Loyal clients are the foundation of a successful business, and the Internet and e-marketing provide a low-cost means of cultivating these ties (Chang, & Chen, 2008) and loyal customers are those who has trust on that particular brand. Previous studies demonstrated the significance of trust in e-business (e-marketing) and showed how trust mitigates client apprehension and encourages site visits and purchases (Wu et al. 2008) represented that e-marketing and e-trust has a positive and significant relationship. Accordingly, it may be argued that content on websites is an effective way of developing customers' e-trust (Rahimnia & Hassanzadeh, 2013), which showed the connection of e-marketing and e- trust. E-commerce has a strong influenced on customers’ buying intentions to trust e-marketing (Corbitt et al. 2003) so that, e-trust is created by e-marketing. E-trust has a significant, positive impact on e-marketing (Corbitt et al. 2003). It has been shown that consumers are more willing to shop online if they have greater e-marketing techniques and a higher level of trust in e-commerce (Rahimnia & Hassanzadeh, 2013). Customers are attracted to and remain loyal to online businesses that they trust. Hence proved that the e-marketing has a positive effect on e-trust and e-trust significantly making the relation stronger with e-marketing.

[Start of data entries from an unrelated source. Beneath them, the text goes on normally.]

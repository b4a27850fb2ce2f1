//! Qualification Sampler (§4.5): the binomial OK/KO draw from the conversion
//! matrix and the normal-distribution call-duration draw.
//!
//! Grounded on `original_source/.../qualification_service.py`, which uses
//! `numpy.random.default_rng().binomial(n=1, p=probability)` and
//! `.normal(mean, std)` clamped to a 1-second floor. Rust's idiomatic
//! equivalent is `rand`/`rand_distr` (already in the teacher workspace's
//! dependency table) rather than hand-rolling a PRNG.

use std::collections::HashMap;
use std::sync::Mutex;

use rand::rngs::StdRng;
use rand::{Rng, SeedableRng};
use rand_distr::{Distribution, Normal};

use crate::types::Qualification;

/// A process-wide Bernoulli/Normal sampler over the configured conversion
/// matrix (§4.5 contract). The source describes "a single process-wide
/// generator" with a seed hook for tests; `Mutex<StdRng>` gives the same
/// shape without requiring `Send + Sync` gymnastics around a raw RNG.
pub struct QualificationSampler {
    matrix: HashMap<String, HashMap<String, f64>>,
    rng: Mutex<StdRng>,
}

impl std::fmt::Debug for QualificationSampler {
    fn fmt(&self, f: &mut std::fmt::Formatter<'_>) -> std::fmt::Result {
        f.debug_struct("QualificationSampler")
            .field("matrix", &self.matrix)
            .finish()
    }
}

impl QualificationSampler {
    pub fn new(matrix: HashMap<String, HashMap<String, f64>>) -> Self {
        Self {
            matrix,
            rng: Mutex::new(StdRng::from_entropy()),
        }
    }

    /// Deterministic construction for property tests that need a fixed seed.
    pub fn with_seed(matrix: HashMap<String, HashMap<String, f64>>, seed: u64) -> Self {
        Self {
            matrix,
            rng: Mutex::new(StdRng::seed_from_u64(seed)),
        }
    }

    /// Conversion probability for `(agent_type, call_type)`, 0.0 if either
    /// key is unknown (§4.5 contract).
    pub fn conversion_probability(&self, agent_type: &str, call_type: &str) -> f64 {
        self.matrix
            .get(agent_type)
            .and_then(|row| row.get(call_type))
            .copied()
            .unwrap_or(0.0)
    }

    /// Bernoulli draw with p = `Matrix[agent_type][call_type]` (§4.5).
    pub fn qualify(&self, agent_type: &str, call_type: &str) -> Qualification {
        let p = self.conversion_probability(agent_type, call_type);
        let mut rng = self.rng.lock().expect("qualification rng poisoned");
        if rng.gen_bool(p.clamp(0.0, 1.0)) {
            Qualification::Ok
        } else {
            Qualification::Ko
        }
    }

    /// Normal(mean, std) draw clamped to >= 1.0 seconds (§4.5).
    pub fn duration(&self, mean_seconds: f64, std_seconds: f64) -> f64 {
        let std = std_seconds.max(0.0);
        let mut rng = self.rng.lock().expect("qualification rng poisoned");
        let sample = if std == 0.0 {
            mean_seconds
        } else {
            let normal = Normal::new(mean_seconds, std).expect("invalid normal distribution params");
            normal.sample(&mut *rng)
        };
        sample.max(1.0)
    }
}

#[cfg(test)]
mod tests {
    use super::*;

    fn matrix() -> HashMap<String, HashMap<String, f64>> {
        let mut m = HashMap::new();
        let mut row = HashMap::new();
        row.insert("llamada_tipo_1".to_string(), 0.3);
        m.insert("agente_tipo_1".to_string(), row);
        m
    }

    #[test]
    fn unknown_combination_yields_zero_probability() {
        let sampler = QualificationSampler::with_seed(matrix(), 1);
        assert_eq!(sampler.conversion_probability("unknown", "unknown"), 0.0);
    }

    #[test]
    fn qualify_rate_is_within_tolerance_over_large_sample() {
        let sampler = QualificationSampler::with_seed(matrix(), 42);
        let n = 5000;
        let ok_count = (0..n)
            .filter(|_| sampler.qualify("agente_tipo_1", "llamada_tipo_1") == Qualification::Ok)
            .count();
        let observed_rate = ok_count as f64 / n as f64;
        assert!(
            (observed_rate - 0.3).abs() < 0.05,
            "observed OK rate {observed_rate} too far from 0.3"
        );
    }

    #[test]
    fn duration_never_drops_below_one_second() {
        let sampler = QualificationSampler::with_seed(matrix(), 7);
        for _ in 0..2000 {
            let d = sampler.duration(1.0, 5.0);
            assert!(d >= 1.0);
        }
    }

    #[test]
    fn duration_sample_statistics_match_configured_distribution() {
        let sampler = QualificationSampler::with_seed(matrix(), 99);
        let n = 5000;
        let samples: Vec<f64> = (0..n).map(|_| sampler.duration(180.0, 30.0)).collect();
        let mean: f64 = samples.iter().sum::<f64>() / n as f64;
        let variance: f64 = samples.iter().map(|d| (d - mean).powi(2)).sum::<f64>() / n as f64;
        let std = variance.sqrt();

        assert!((mean - 180.0).abs() < 180.0 * 0.1);
        assert!((std - 30.0).abs() < 30.0 * 0.2);
    }

    #[test]
    fn zero_std_is_deterministic() {
        let sampler = QualificationSampler::with_seed(matrix(), 5);
        assert_eq!(sampler.duration(42.0, 0.0), 42.0);
    }
}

H2. E-Marketing has positive effect on E-trust; E-trust positively affected by E-Marketing.
It is evaluated the role of culture in the establishment of e-loyalty intentions (Gracia, Arino, & Blasco, 2015), some culture allows the customers to create the e-loyalty and they making purchasing repeatedly then e-trust automatically generated. E-loyalty development process changes among cultures, even across comparable civilizations (Gracia et al., 2015). Consumers in a collectivist and high uncertainty-avoidant culture were hypothesized to be more likely to form trust through a transference process (i.e. the truster draws on proof sources from which trust is transferred to a target) than those in an individualistic and low uncertainty-avoidant culture (Doney et al. 1998). People in high-collectivist and low-risk-taking cultures are more likely to transmit trust because they compare the recipient to the provider (Jin et al. 2008), so that customers are relying on previous experiences and reputation which is created by e-marketing through e-trust which become the root of e-loyalty. Users' perspectives on the e-commerce, such as their level of loyalty, are influenced by cultural norms (Chau et al. 2002) which explained e-loyalty and e-trust depend on the cultural norm of that particular region. For example in China people has more e-trust and e-loyalty than Pakistan or India because their trust built by the previous experience.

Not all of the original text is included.